> **WORK ORDER**: Could you filter the data below down to the lines that hold the word "timer"?

[Opening THE DATA section]

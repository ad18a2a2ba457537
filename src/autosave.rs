use crate::config::AutosaveConfig;
use crate::save::PlayerSnapshot;
use crate::world::World;

/// Periodic save timer driven by the simulation tick.
pub struct Autosave {
    interval: f32,
    elapsed: f32,
    enabled: bool,
}

impl Autosave {
    pub fn new(interval_secs: f32) -> Self {
        Autosave {
            interval: interval_secs.max(0.0),
            elapsed: 0.0,
            enabled: true,
        }
    }

    pub fn from_config(config: &AutosaveConfig) -> Self {
        Autosave {
            enabled: config.enabled,
            ..Self::new(config.interval_secs)
        }
    }

    pub fn elapsed(&self) -> f32 {
        self.elapsed
    }

    /// Advances the timer and saves once the interval has passed. A failed save
    /// keeps the timer expired so the next tick tries again. Returns true when a
    /// save succeeded.
    pub fn tick(&mut self, dt: f32, world: &mut World, player: &PlayerSnapshot) -> bool {
        if !self.enabled {
            return false;
        }
        self.elapsed += dt;
        if self.elapsed < self.interval {
            return false;
        }

        match world.save_world(player) {
            Ok(chunks) => {
                tracing::debug!("autosave wrote {} chunks", chunks);
                self.elapsed = 0.0;
                true
            }
            Err(e) => {
                tracing::warn!("autosave failed, retrying next tick: {}", e);
                false
            }
        }
    }
}

#[cfg(test)]
mod tests {
    use super::*;
    use crate::core::block::BlockType;
    use crate::save::META_KEY;
    use crate::storage::MemoryStorage;
    use glam::Vec3;

    #[test]
    fn saves_after_interval_and_retries_on_failure() {
        let storage = MemoryStorage::new();
        let mut world = World::new(11, storage.clone());
        world.update(Vec3::ZERO);
        assert!(world.set_block(1, 100, 1, BlockType::Planks));
        let player = PlayerSnapshot::spawn();

        let mut autosave = Autosave::new(1.0);
        assert!(!autosave.tick(0.6, &mut world, &player));
        assert!(!storage.contains(META_KEY));

        storage.set_fail_writes(true);
        assert!(!autosave.tick(0.6, &mut world, &player));
        assert!(autosave.elapsed() >= 1.0);
        assert!(world.has_unsaved_changes());

        storage.set_fail_writes(false);
        assert!(autosave.tick(0.01, &mut world, &player));
        assert_eq!(autosave.elapsed(), 0.0);
        assert!(storage.contains(META_KEY));
        assert!(!world.has_unsaved_changes());
    }

    #[test]
    fn disabled_never_saves() {
        let storage = MemoryStorage::new();
        let mut world = World::new(11, storage.clone());
        let mut autosave = Autosave::from_config(&AutosaveConfig {
            enabled: false,
            interval_secs: 0.0,
        });
        assert!(!autosave.tick(100.0, &mut world, &PlayerSnapshot::spawn()));
        assert!(storage.is_empty());
    }
}
//! Background chunk generation
//!
//! Offloads terrain generation to worker threads so a burst of movement does
//! not stall the tick. Uses crossbeam channels for inter-thread communication;
//! the chunk store itself never leaves the tick thread.

use std::thread;

use crossbeam_channel::{Receiver, Sender, TryRecvError, TrySendError, bounded};
use rustc_hash::FxHashSet;

use crate::core::chunk::{Chunk, ChunkCoord};
use crate::world::generator::TerrainGenerator;

const REQUEST_QUEUE: usize = 256;
const RESULT_QUEUE: usize = 64;

/// Result of background chunk generation
pub struct ChunkGenResult {
    pub coord: ChunkCoord,
    pub chunk: Chunk,
}

/// Manages background chunk generation with worker threads
pub struct ChunkLoader {
    request_tx: Sender<ChunkCoord>,
    result_rx: Receiver<ChunkGenResult>,
    pending: FxHashSet<ChunkCoord>,
    worker_count: usize,
}

impl ChunkLoader {
    pub fn new(num_workers: usize, seed: u32) -> Self {
        // Bounded channels prevent unbounded memory growth
        let (request_tx, request_rx) = bounded::<ChunkCoord>(REQUEST_QUEUE);
        let (result_tx, result_rx) = bounded::<ChunkGenResult>(RESULT_QUEUE);

        let mut spawned = 0;
        for worker_id in 0..num_workers.max(1) {
            let rx = request_rx.clone();
            let tx = result_tx.clone();

            let handle = thread::Builder::new()
                .name(format!("chunk-gen-{}", worker_id))
                .spawn(move || {
                    // Each worker owns its generator; same seed, same output.
                    let generator = TerrainGenerator::new(seed);
                    while let Ok(coord) = rx.recv() {
                        let chunk = generator.generate_chunk(coord);
                        if tx.send(ChunkGenResult { coord, chunk }).is_err() {
                            break;
                        }
                    }
                });
            match handle {
                Ok(_) => spawned += 1,
                Err(e) => tracing::warn!("failed to spawn chunk worker {}: {}", worker_id, e),
            }
        }
        tracing::debug!("chunk loader started with {} workers (seed {})", spawned, seed);

        ChunkLoader {
            request_tx,
            result_rx,
            pending: FxHashSet::default(),
            worker_count: spawned,
        }
    }

    /// Queues a chunk for generation. Returns false if the queue is full, in
    /// which case the request is not tracked and can be retried next tick.
    pub fn request_chunk(&mut self, coord: ChunkCoord) -> bool {
        if self.pending.contains(&coord) {
            return true;
        }
        if self.worker_count == 0 {
            return false;
        }
        match self.request_tx.try_send(coord) {
            Ok(()) => {
                self.pending.insert(coord);
                true
            }
            Err(TrySendError::Full(_)) | Err(TrySendError::Disconnected(_)) => false,
        }
    }

    pub fn is_pending(&self, coord: ChunkCoord) -> bool {
        self.pending.contains(&coord)
    }

    pub fn pending_count(&self) -> usize {
        self.pending.len()
    }

    /// Returns up to `max_results` completed chunks without blocking.
    pub fn poll_results(&mut self, max_results: usize) -> Vec<ChunkGenResult> {
        let mut results = Vec::with_capacity(max_results.min(RESULT_QUEUE));

        for _ in 0..max_results {
            match self.result_rx.try_recv() {
                Ok(result) => {
                    self.pending.remove(&result.coord);
                    results.push(result);
                }
                Err(TryRecvError::Empty) | Err(TryRecvError::Disconnected) => break,
            }
        }

        results
    }

    pub fn worker_count(&self) -> usize {
        self.worker_count
    }
}
//! Process-wide block table.
//!
//! Built once on first use and never mutated afterwards. The world holds a
//! `&'static BlockRegistry`.

use once_cell::sync::Lazy;
use rustc_hash::FxHashMap;

use crate::core::block::{BlockId, BlockType, ToolKind};

const ID_SPACE: usize = 28;

static REGISTRY: Lazy<BlockRegistry> = Lazy::new(BlockRegistry::build);

#[derive(Clone, Copy, Debug)]
pub struct BlockInfo {
    pub block: BlockType,
    pub name: &'static str,
    pub solid: bool,
    pub placeable: bool,
    pub hardness: f32,
    pub preferred_tool: Option<ToolKind>,
}

pub struct BlockRegistry {
    by_id: [Option<BlockInfo>; ID_SPACE],
    by_name: FxHashMap<&'static str, BlockType>,
    break_times: Box<[[f32; ID_SPACE]; ID_SPACE]>,
}

impl BlockRegistry {
    pub fn global() -> &'static BlockRegistry {
        &REGISTRY
    }

    fn build() -> Self {
        let mut by_id = [None; ID_SPACE];
        let mut by_name = FxHashMap::default();
        let mut break_times = Box::new([[0.0f32; ID_SPACE]; ID_SPACE]);

        for block in BlockType::ALL {
            by_id[block.id() as usize] = Some(BlockInfo {
                block,
                name: block.name(),
                solid: block.is_solid(),
                placeable: block.is_placeable(),
                hardness: block.hardness(),
                preferred_tool: block.preferred_tool(),
            });
            by_name.insert(block.name(), block);
        }

        for target in BlockType::ALL {
            for held in BlockType::ALL {
                break_times[target.id() as usize][held.id() as usize] = target.break_time(held);
            }
        }

        BlockRegistry {
            by_id,
            by_name,
            break_times,
        }
    }

    pub fn info(&self, id: BlockId) -> Option<&BlockInfo> {
        self.by_id.get(id as usize).and_then(|slot| slot.as_ref())
    }

    /// Resolves a block by name (`"stone"`, `"Crafting_Table"`) or by numeric id (`"3"`).
    pub fn lookup(&self, key: &str) -> Option<BlockType> {
        let key = key.trim();
        if let Ok(id) = key.parse::<BlockId>() {
            return BlockType::from_id(id);
        }
        self.by_name
            .get(key.to_ascii_lowercase().replace(' ', "_").as_str())
            .copied()
    }

    /// Seconds to break `block_id` holding `tool_id`. Unknown ids break instantly.
    pub fn get_break_time(&self, block_id: BlockId, tool_id: BlockId) -> f32 {
        let tool = if (tool_id as usize) < ID_SPACE && self.by_id[tool_id as usize].is_some() {
            tool_id as usize
        } else {
            0
        };
        self.break_times
            .get(block_id as usize)
            .map(|row| row[tool])
            .unwrap_or(0.0)
    }

    pub fn len(&self) -> usize {
        self.by_name.len()
    }

    pub fn is_empty(&self) -> bool {
        self.by_name.is_empty()
    }
}

#[cfg(test)]
mod tests {
    use super::*;

    #[test]
    fn lookup_by_name_and_id() {
        let registry = BlockRegistry::global();
        assert_eq!(registry.lookup("stone"), Some(BlockType::Stone));
        assert_eq!(registry.lookup("Crafting Table"), Some(BlockType::CraftingTable));
        assert_eq!(registry.lookup("23"), Some(BlockType::StonePickaxe));
        assert_eq!(registry.lookup("12"), None);
        assert_eq!(registry.lookup("diamond"), None);
        assert_eq!(registry.len(), BlockType::ALL.len());
    }

    #[test]
    fn break_time_table_matches_block_rules() {
        let registry = BlockRegistry::global();
        let wood = BlockType::Wood.id();
        let axe = BlockType::StoneAxe.id();
        assert_eq!(
            registry.get_break_time(wood, axe),
            BlockType::Wood.break_time(BlockType::StoneAxe)
        );
        // Unknown tool ids fall back to the bare hand.
        assert_eq!(
            registry.get_break_time(wood, 99),
            BlockType::Wood.break_time(BlockType::Air)
        );
        assert_eq!(registry.get_break_time(200, axe), 0.0);
    }

    #[test]
    fn info_reflects_palette() {
        let info = BlockRegistry::global().info(BlockType::Stick.id()).unwrap();
        assert_eq!(info.name, "stick");
        assert!(!info.placeable);
        assert!(BlockRegistry::global().info(15).is_none());
    }
}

[Closing THE DATA section]

> **RESPONSE TO THIS TASK**:
/// Periodic save timer driven by the simulation tick.
    /// Advances the timer and saves once the interval has passed. A failed save
    /// keeps the timer expired so the next tick tries again. Returns true when a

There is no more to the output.